Munich, le 14 janvier 1775
Woljgang Amadeus Mozart1.
«Je suis dans l’impossibilité de décrire à Maman les applaudissements ( … ) Après chaque air, il y eut un vacarme effrayant d’applaudissements et de cris de Viva Maestro ».
Mozart a 19 ans. C’est l’année de la galanterie. Viva Maestro ! Il croule sous les applaudissements de la cour. Il s’adonne aux baise-mains des Princesses et autres Marquises. Il goûte avec plaisir au triomphe de son talent. Il jouit totalement de son être. Son père, et le Prince évêque Colloredo assument l’hommage, s’inquiétent des suites !
Mozart lui n’est pas dupe. Il sait que la verroterie se transformera un jour, en pur cristal. Il sait aussi que tout le monde n’en supportera pas la vue.
Mais pour l’heure il faut séduire (la Cour de Munich). Il faut jouer le jeu. Etre galant n’implique cependant pas la frivolité mondaine. Mais du talent, de l’imagination, du savoir-faire et du savoir-montrer. En musique, en images, en magie.
On frôlera le tragique ( de la mort), le drame ( de la folie), la jalousie exacerbée, et tant pis pour la réalité si l’incohérence psychologique des personnages risque de bouleverser ce bel équilibre qui a le fragile éclat des fleurs printanières …
Songez (et je simplifie): le Comte Belfiore ( Belle Fleur) qui croyant avoir tué son amante la Marquise Violante, se fiance à Arminda dont le Chevalier Ramiro est amoureux. Violante devient Sandrina et se présente comme (fausse) jardinière, avec son serviteur Roberto, chez le Podestat ( oncle d’Arminda) qui a des vues sur sa servante Sepetta, elle-même convoitée par Roberto.

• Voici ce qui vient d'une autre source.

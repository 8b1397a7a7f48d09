// ABOUTME: Exponential load recurrence with a day-count time constant
// ABOUTME: One smoothing step per calendar day: ema += (score - ema) / time_constant
//
// Licensed under either of Apache License, Version 2.0 or MIT License at your option.
// Copyright ©2025 Async-IO.org

use serde::{Deserialize, Serialize};
use trainload_core::constants::load_model::{ACUTE_TIME_CONSTANT_DAYS, CHRONIC_TIME_CONSTANT_DAYS};
use trainload_core::errors::{AppError, AppResult};

/// Exponentially weighted daily load
///
/// Formula: `EMA_t = EMA_{t-1} + (score_t - EMA_{t-1}) / τ`, i.e. `α = 1/τ`.
///
/// The recurrence must be stepped once for every calendar day, rest days
/// included with a score of 0.
///
/// # Scientific References
///
/// - Banister, E.W. (1991). "Modeling elite athletic performance." *Physiological Testing of Elite Athletes*.
/// - Coggan, A. (2003). "Training and Racing Using a Power Meter." *Peaksware LLC*.
#[derive(Debug, Clone, Copy, PartialEq, Eq, Serialize, Deserialize)]
pub struct ExponentialLoad {
    time_constant_days: u32,
}

impl ExponentialLoad {
    /// Chronic ("fitness") load, τ = 42 days
    pub const CHRONIC: Self = Self {
        time_constant_days: CHRONIC_TIME_CONSTANT_DAYS,
    };

    /// Acute ("fatigue") load, τ = 7 days
    pub const ACUTE: Self = Self {
        time_constant_days: ACUTE_TIME_CONSTANT_DAYS,
    };

    /// Create a recurrence with a custom time constant
    ///
    /// # Errors
    ///
    /// Returns an error if `time_constant_days` is zero
    pub fn new(time_constant_days: u32) -> AppResult<Self> {
        if time_constant_days == 0 {
            return Err(AppError::out_of_range("time_constant_days", 0.0));
        }
        Ok(Self { time_constant_days })
    }

    /// Advance the average by one day
    #[must_use]
    pub fn step(&self, ema: f64, day_score: f64) -> f64 {
        ema + (day_score - ema) / f64::from(self.time_constant_days)
    }
}
// ABOUTME: Core types and constants for the trainload training-load engine
// ABOUTME: Foundation crate with error handling, domain constants and workout/alert models
//
// SPDX-License-Identifier: MIT OR Apache-2.0
// Copyright (c) 2025 Pierre Fitness Intelligence

#![deny(unsafe_code)]

//! # Trainload Core
//!
//! Foundation crate providing shared types and constants for the trainload
//! engine. It holds no computation and no logging, so it changes rarely and
//! keeps incremental builds of the engine crate cheap.
//!
//! ## Modules
//!
//! - **errors**: Unified error handling with `AppError`, `ErrorCode` and `AppResult`
//! - **constants**: Time constants and evaluation windows shared across the engine
//! - **models**: Workout samples, load state and alert types exchanged with callers

/// Unified error handling with standard error codes
pub mod errors;

/// Domain constants organized by concern
pub mod constants;

/// Plain data models consumed and produced by the engine
pub mod models;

L’arrivée de Violante-Sandrina bouleverse les jeux de cour. Le Podestat se croit amoureux de sa nouvelle (fausse) jardinière, laquelle n’a d’yeux que pour son ex-amant-meurtrier-manqué Belfiore. Voilà pour la situation.
Par un glissement opéré sur les discours, les gestes, les voix et les rôles, Mozart et son librettiste, l’un par la musique, l’autre par la parole apporteront un adoucissement à la convention des situations et des personnages. Meurtre, folie, jalousie seront apprivoisés, éprouvés aux limites des dérapages jouables. Mais on va jouer le jeu, puisqu’il le faut, avec des semblants de miroirs. Exquise subtilité !

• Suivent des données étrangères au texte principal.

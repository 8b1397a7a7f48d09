// ABOUTME: Shared test utilities and fixture builders for integration tests
// ABOUTME: Provides date helpers, workout history generators and quiet test logging
//
// Licensed under either of Apache License, Version 2.0 or MIT License at your option.
// Copyright ©2025 Async-IO.org
#![allow(
    dead_code,
    clippy::missing_panics_doc,
    clippy::must_use_candidate,
    clippy::cast_possible_wrap
)]
//! Shared test utilities for `trainload`

use chrono::{Duration, NaiveDate};
use std::sync::Once;
use trainload::models::WorkoutSample;

static INIT_LOGGER: Once = Once::new();

/// Initialize quiet logging for tests (call once per test process)
pub fn init_test_logging() {
    INIT_LOGGER.call_once(|| {
        let log_level = match std::env::var("TEST_LOG").as_deref() {
            Ok("TRACE") => tracing::Level::TRACE,
            Ok("DEBUG") => tracing::Level::DEBUG,
            Ok("INFO") => tracing::Level::INFO,
            _ => tracing::Level::WARN,
        };

        let _ = tracing_subscriber::fmt()
            .with_max_level(log_level)
            .with_test_writer()
            .try_init();
    });
}

/// Calendar date shorthand
pub fn date(year: i32, month: u32, day: u32) -> NaiveDate {
    NaiveDate::from_ymd_opt(year, month, day).unwrap()
}

/// One scored session per day for `days` consecutive days ending on `end`
pub fn consecutive_days(end: NaiveDate, days: i64, score: f64) -> Vec<WorkoutSample> {
    (0..days)
        .rev()
        .map(|offset| WorkoutSample::new(end - Duration::days(offset), 3600).with_stress_score(score))
        .collect()
}

/// One session per entry of `scores`, starting on `start`; zero entries are
/// rest days with no session recorded at all
pub fn history_from_scores(start: NaiveDate, scores: &[f64]) -> Vec<WorkoutSample> {
    scores
        .iter()
        .enumerate()
        .filter(|(_, score)| **score > 0.0)
        .map(|(offset, score)| {
            WorkoutSample::new(start + Duration::days(offset as i64), 3600)
                .with_stress_score(*score)
        })
        .collect()
}

/// Approximate float comparison for rounded engine outputs
pub fn assert_close(actual: f64, expected: f64) {
    assert!(
        (actual - expected).abs() < 1e-9,
        "expected {expected}, got {actual}"
    );
}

De quoi parlent-ils — que nous chantent-ils ? les personnages de la Finta giardiniera ?
D’une épreuve amoureuse démultipliée par sept (personnages), c’est-à-dire en réalité d’une mise à l’épreuve du langage. Que signifient exactement pour l’un et l’autre sexe, les déclarations, déclamations et déclinaisons dites amoureuses ? Nous n’en savons rien.
Mais rien n’est moins certain que d’être entendu là où l’on désire y être entendu … Il y a un risque (dans tout discours amoureux) et qui provient de l’incertitude de son objet. Les scènes qui s’y suivent à un rythme frénétique sont, ô combien, révélatrices de l’abîme qui sépare les sexes — et de l’incommunicabilité de l’amour.

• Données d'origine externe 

use serde::{Deserialize, Serialize};
use uuid::Uuid;

/// The single entity type managed by a repository.
///
/// # Actor Framework
/// This struct implements the [`ActorEntity`](crate::framework::ActorEntity) trait
/// (see [`crate::resource_actor::entity`]), allowing it to be managed by a
/// [`ResourceActor`](crate::framework::ResourceActor).
///
/// Serializes as `{"id": "...", "name": "...", "count": 0, "tags": []}` with the
/// identifier in canonical hyphenated form.
#[derive(Debug, Clone, PartialEq, Eq, Serialize, Deserialize)]
pub struct Resource {
    pub id: Uuid,
    pub name: String,
    pub count: u64,
    pub tags: Vec<String>,
}

/// Validated field set for creating or replacing a [`Resource`].
///
/// Only [`validate_resource`](crate::domain::validate_resource) produces one, so
/// holding a draft means every field rule has already passed.
#[derive(Debug, Clone, PartialEq, Eq)]
pub struct ResourceDraft {
    pub name: String,
    pub count: u64,
    pub tags: Vec<String>,
}

impl Resource {
    /// Builds a resource from a validated draft under the given identifier.
    pub fn from_draft(id: Uuid, draft: ResourceDraft) -> Self {
        Self {
            id,
            name: draft.name,
            count: draft.count,
            tags: draft.tags,
        }
    }

    /// Replaces every field except `id`.
    pub fn replace_with(&mut self, draft: ResourceDraft) {
        self.name = draft.name;
        self.count = draft.count;
        self.tags = draft.tags;
    }
}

Les (faux) arbres plantés sur la scène, en frémissaient d’effroi !
La nuit venue, sous les mêmes (faux) arbres, les symptômes de l’amour se muaient en symptômes de la peur ! A en perdre la raison !
La musique de Mozart apportera consolation, équilibre, légèreté et dignité à cette « folie » d’une nuit de pseudo-métamorphoses. Les cœurs soupirent-ils trop d’amour ? La musique et la scène y pareront et redonneront au sexe ce qui revient au sexe … nous laissant dans l’oreille et le regard l’énigme et l’ambiguïté de l’amour.
Jouissance et plaisir, semblent-ils nous dire. Mais ce n’est qu’un jeu et tout est déjà joué.
«L’infini que révèle la musique mozartienne est celui précisément d’un jeu, d’un art, dépassionné » nous rappelle Julia Kristeva (in Histoires d’amour).
En ce qui concerne notre jeu en question — La Finta giardiniera — pour chacun des personnages, la jouissance c’est de pouvoir « triompher » en jouant.
Mais la musique éminemment singulière de Mozart nous interpelle aux interstices de l’écoute et de l’entendement. L’inconscient travaille aussi en musique ! A l’être écoutée — cette musique de charme, mélodique, légère, transparente de Mozart — ce qui s’y dépose dans l’oreille et y travaille en silence c’est « une certaine aspiration qui n’est jamais satisfaite » selon les mots mêmes de Mozart.